I know a lot of SAHM’s. Some of them home school their children. Some of them drink wine all day. Some of them consider mani-pedi’s a competitive sport. The one thing they all have in common is that they take at least some time to be alone sans children in order to attend to the things that keep them sane. I do not get the luxury of time alone sans anything. I spend every waking moment of my life with my children. It is not by choice. It is, for now, by necessity thanks to a perfect storm of schedules colliding in a perverse way that means I must sacrifice any free time in order to care for my small folk.
Don’t get the wrong idea I adore my children. But I also adore having the ability to finish a sentence without a whiny voice interrupting to ask the same question for the 15th time. I enjoy being alone. In the exceedingly rare moments that I get to myself I am generally running around frantically trying to clean my house or run endlessly mundane errands in order to make the rest of my child-full day a bit smoother.
Then today happened. I shuffled my children over to my parents-in-law’s house to get away from the boring monotony that has become our daily routine as of late. While I was there my mother-in-law suggested that I go shopping alone. Without children. Like, by myself. I wasn’t sure what that meant at first. Was this woman speaking Russian at me?! What is this alone that she is pushing on me, anyway? As it happened to work out, I ended up tagging along with my sister-in-law.
Before I left I neurotically walked my mother-in-law through the contents of my diaper bag as if she had never before encountered a wet wipe or a jar of strained peas. I grabbed my coat, turned my phone off mute, and walked out the door with my sister-in-law. I was a bit stunned that for the first time in nearly a year (or longer, maybe?) I was not with my children.
My head was swirling with worry about my infant crying and my mother-in-law not knowing that he doesn’t like to be in the supine position because he thinks he will fall asleep and miss everything.
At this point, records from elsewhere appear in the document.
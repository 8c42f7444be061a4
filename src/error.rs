use crate::frames::error::FrameError;
use crate::map::error::MapError;
use crate::samples::error::SampleError;
use crate::timestamps::error::TimeError;
use thiserror::Error;

#[derive(Debug, Error)]
pub enum ImageryError {
    #[error(transparent)]
    Samples(#[from] SampleError),

    #[error(transparent)]
    Frame(#[from] FrameError),

    #[error(transparent)]
    Time(#[from] TimeError),

    #[error(transparent)]
    Map(#[from] MapError),
}
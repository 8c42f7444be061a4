//! demos/no2_time_series.rs
//!
//! Samples hourly tropospheric NO2 columns over Los Angeles, averages them per
//! timestamp and opens the chart in the browser.
//!
//! To run this demo:
//! RUST_LOG=info cargo run --example no2_time_series --features plotting

use imagery_series::{
    Envelope, ImageryError, ImageryService, SeriesChart, ServiceConfig, TimeRange,
    DEFAULT_INPUT_PATTERN,
};

const SERVICE_URL: &str = "https://gis.earthdata.nasa.gov/image/rest/services/C2930763263-LARC_CLOUD/TEMPO_NO2_L3_V03_HOURLY_TROPOSPHERIC_VERTICAL_COLUMN/ImageServer";
const VARIABLE: &str = "NO2_Troposphere";

#[tokio::main]
async fn main() -> Result<(), ImageryError> {
    // Set RUST_LOG=info (or debug) to see requests and dropped samples
    env_logger::init();

    let config = ServiceConfig::builder()
        .service_url(SERVICE_URL)
        .variable(VARIABLE)
        .time_range(TimeRange::parse(
            "2024-05-20 12:00:00",
            "2024-05-21 12:00:00",
            DEFAULT_INPUT_PATTERN,
        )?)
        .build();
    let service = ImageryService::new(config);

    let series = service
        .time_series()
        .envelope(Envelope::wgs84(-118.7, 33.6, -117.6, 34.4))
        .call()
        .await?;

    println!("{}", series.collect()?);

    let points = series.collect_series()?;
    println!("Generating {} chart with {} points...", VARIABLE, points.len());
    SeriesChart::new(VARIABLE, &points)?.show();
    println!("Plot shown in browser.");

    Ok(())
}
use crate::map::error::MapError;
use crate::types::time_range::TimeRange;
use bon::Builder;
use serde_json::json;

pub const DEFAULT_IMAGE_FORMAT: &str = "jpgpng";
pub const DEFAULT_OPACITY: f64 = 0.8;

/// Fixed rendering settings of the imagery overlay.
#[derive(Debug, Clone, PartialEq, Builder)]
pub struct LayerSettings {
    /// Name of a raster function published by the service.
    #[builder(into)]
    pub rendering_rule: String,
    #[builder(into, default = DEFAULT_IMAGE_FORMAT.to_string())]
    pub format: String,
    #[builder(default = DEFAULT_OPACITY)]
    pub opacity: f64,
}

/// The dynamic imagery overlay drawn from the image service.
///
/// Tile fetching and drawing belong to the map renderer; this only carries
/// the parameters it needs.
#[derive(Debug, Clone, PartialEq)]
pub struct ImageryLayer {
    url: String,
    rendering_rule: String,
    format: String,
    opacity: f64,
    time_window: TimeRange,
}

impl ImageryLayer {
    /// # Errors
    ///
    /// Returns [`MapError::InvalidOpacity`] unless `0.0 <= opacity <= 1.0`.
    pub fn new(
        url: impl Into<String>,
        settings: LayerSettings,
        time_window: TimeRange,
    ) -> Result<Self, MapError> {
        if !(0.0..=1.0).contains(&settings.opacity) {
            return Err(MapError::InvalidOpacity(settings.opacity));
        }
        Ok(Self {
            url: url.into(),
            rendering_rule: settings.rendering_rule,
            format: settings.format,
            opacity: settings.opacity,
            time_window,
        })
    }

    pub fn url(&self) -> &str {
        &self.url
    }

    pub fn rendering_rule(&self) -> &str {
        &self.rendering_rule
    }

    pub fn format(&self) -> &str {
        &self.format
    }

    pub fn opacity(&self) -> f64 {
        self.opacity
    }

    pub fn time_window(&self) -> TimeRange {
        self.time_window
    }

    pub fn set_time_window(&mut self, time_window: TimeRange) {
        self.time_window = time_window;
    }

    /// Parameters a renderer sends with every export request for this layer.
    pub fn export_params(&self) -> Vec<(&'static str, String)> {
        vec![
            (
                "renderingRule",
                json!({ "rasterFunction": self.rendering_rule }).to_string(),
            ),
            ("format", self.format.clone()),
            ("time", self.time_window.to_query_value()),
        ]
    }
}
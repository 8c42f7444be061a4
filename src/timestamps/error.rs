use thiserror::Error;

#[derive(Debug, Error)]
pub enum TimeError {
    #[error("Failed to parse '{text}' with pattern '{pattern}'")]
    Parse {
        text: String,
        pattern: String,
        #[source]
        source: chrono::ParseError,
    },

    // DST gaps have no local instant, folds have two
    #[error("Local time '{0}' does not map to a single instant")]
    AmbiguousLocalTime(String),

    #[error("Epoch milliseconds {0} are outside the representable datetime range")]
    OutOfRange(i64),
}
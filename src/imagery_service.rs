//! This module provides the main entry point for sampling an image service.
//! It turns a bounding box and time range into filtered samples, a polars
//! frame of those samples, or the averaged time series.

use crate::error::ImageryError;
use crate::frames::sample_frame::SampleFrame;
use crate::frames::series_frame::SeriesFrame;
use crate::samples::extractor::ExtractedSamples;
use crate::samples::fetcher::SampleFetcher;
use crate::samples::query::SampleQuery;
use crate::types::envelope::Envelope;
use crate::types::service_config::ServiceConfig;
use crate::types::service_options::{Interpolation, ResponseFormat};
use crate::types::time_range::TimeRange;
use bon::bon;
use reqwest::Client;

/// The client for one image service and variable.
///
/// Holds the immutable [`ServiceConfig`] and the HTTP client. Each call issues
/// exactly one `getSamples` request; nothing is cached between calls.
///
/// # Examples
///
/// ```no_run
/// # use imagery_series::{Envelope, ImageryError, ImageryService, ServiceConfig, TimeRange};
/// # #[tokio::main]
/// # async fn main() -> Result<(), ImageryError> {
/// let config = ServiceConfig::builder()
///     .service_url("https://example.com/arcgis/rest/services/NO2/ImageServer")
///     .variable("NO2")
///     .time_range(TimeRange::parse(
///         "2024-05-20 12:00:00",
///         "2024-05-21 12:00:00",
///         "%Y-%m-%d %H:%M:%S",
///     )?)
///     .build();
/// let service = ImageryService::new(config);
///
/// let series = service
///     .time_series()
///     .envelope(Envelope::wgs84(-118.7, 33.6, -117.6, 34.4))
///     .call()
///     .await?
///     .collect_series()?;
/// println!("{} averaged points", series.len());
/// # Ok(())
/// # }
/// ```
pub struct ImageryService {
    config: ServiceConfig,
    fetcher: SampleFetcher,
}

#[bon]
impl ImageryService {
    pub fn new(config: ServiceConfig) -> Self {
        Self::with_client(config, Client::new())
    }

    /// Uses a preconfigured `reqwest` client (proxies, timeouts, headers).
    pub fn with_client(config: ServiceConfig, client: Client) -> Self {
        Self {
            config,
            fetcher: SampleFetcher::with_client(client),
        }
    }

    pub fn config(&self) -> &ServiceConfig {
        &self.config
    }

    /// The query `samples` and friends would send.
    ///
    /// * `.envelope(Envelope)`: **Required.** Region to sample.
    /// * `.time_range(TimeRange)`: Optional. Defaults to the configured range.
    /// * `.interpolation(Interpolation)`: Optional. Defaults to nearest neighbour.
    /// * `.format(ResponseFormat)`: Optional. Defaults to pretty JSON.
    #[builder]
    pub fn query(
        &self,
        envelope: Envelope,
        time_range: Option<TimeRange>,
        interpolation: Option<Interpolation>,
        format: Option<ResponseFormat>,
    ) -> SampleQuery {
        SampleQuery::builder()
            .envelope(envelope)
            .variable(self.config.variable.clone())
            .time_range(time_range.unwrap_or(self.config.time_range))
            .maybe_interpolation(interpolation)
            .maybe_format(format)
            .build()
    }

    /// Fetches the valid samples of the configured variable inside `envelope`.
    ///
    /// # Errors
    ///
    /// Returns [`ImageryError::Samples`] for transport failures, non-success
    /// statuses and non-JSON bodies. A response without samples is not an
    /// error; a service `error` document ends up in the report.
    #[builder]
    pub async fn samples(
        &self,
        envelope: Envelope,
        time_range: Option<TimeRange>,
        interpolation: Option<Interpolation>,
        format: Option<ResponseFormat>,
    ) -> Result<ExtractedSamples, ImageryError> {
        let query = self
            .query()
            .envelope(envelope)
            .maybe_time_range(time_range)
            .maybe_interpolation(interpolation)
            .maybe_format(format)
            .call();
        Ok(self
            .fetcher
            .fetch(&self.config.samples_endpoint(), &query)
            .await?)
    }

    /// Same as [`ImageryService::samples`], as a [`SampleFrame`].
    #[builder]
    pub async fn sample_frame(
        &self,
        envelope: Envelope,
        time_range: Option<TimeRange>,
        interpolation: Option<Interpolation>,
        format: Option<ResponseFormat>,
    ) -> Result<SampleFrame, ImageryError> {
        let extracted = self
            .samples()
            .envelope(envelope)
            .maybe_time_range(time_range)
            .maybe_interpolation(interpolation)
            .maybe_format(format)
            .call()
            .await?;
        Ok(SampleFrame::from_extracted(&extracted)?)
    }

    /// Fetches samples and averages them per timestamp.
    #[builder]
    pub async fn time_series(
        &self,
        envelope: Envelope,
        time_range: Option<TimeRange>,
        interpolation: Option<Interpolation>,
        format: Option<ResponseFormat>,
    ) -> Result<SeriesFrame, ImageryError> {
        let frame = self
            .sample_frame()
            .envelope(envelope)
            .maybe_time_range(time_range)
            .maybe_interpolation(interpolation)
            .maybe_format(format)
            .call()
            .await?;
        Ok(frame.mean_by_timestamp())
    }
}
Or what if my entrepreneurial four year-old dupes her into giving him more snacks than I have sanctioned for the day? Or what if an asteroid smashes into the house and kills all the grown ups and the cell reception and I am stuck in the middle of fucking Hannaford? Ack!?!??!?!
So there I was in the middle of the grocery store and there was nary a perilous threat calling me on my cell, which I had gripped in my hand. Cause, you know, just in case. I had made a grocery list but forgot to dig it out of my pocket. I sort of wandered around the grocery store in a haze of surreal understanding that this is what normal people do. They go to stores and put things in carts and pay for them and then cart them home. They do not have mini existential crisis’s in the middle of the of personal care aisle because the phone hasn’t rung yet to tell them that your smart tot has just learned to walk while you’re away or that your sweet infant won’t stop crying because he just knows you are not there.
But then it dawned on me. I was having some “Me” time. No child of mine was going to beg and plead for some stupid plastic tchotchke in the check out lane. I could slow down and read some labels. I could peruse the lip-gloss selections. I could pick up a trashy celeb gossip rag and do nothing for a quiet minute. And then, after that glorious non-child-errand-hell trip, I could GO TO ANOTHER STORE. There would be no frantic negotiations trying to keep the calm so that I could return some pants at one store or pick up birdseed and light bulbs at the hardware store. I could just….go.
In a truly comical ending to all of my fuss and fluster over going to a store without my children it turned out that they hardly noticed I was gone. My four year-old was happily scamming his grandmother into letting him watch all the Wild Kratts he wanted on her streaming Netflix. My infant was asleep.
But I was at once relaxed and just plain emotionally drained.
So now I am thinking that I will start taking my husband up on his habitual offer to let me sleep in on the weekends and spend some time…alone.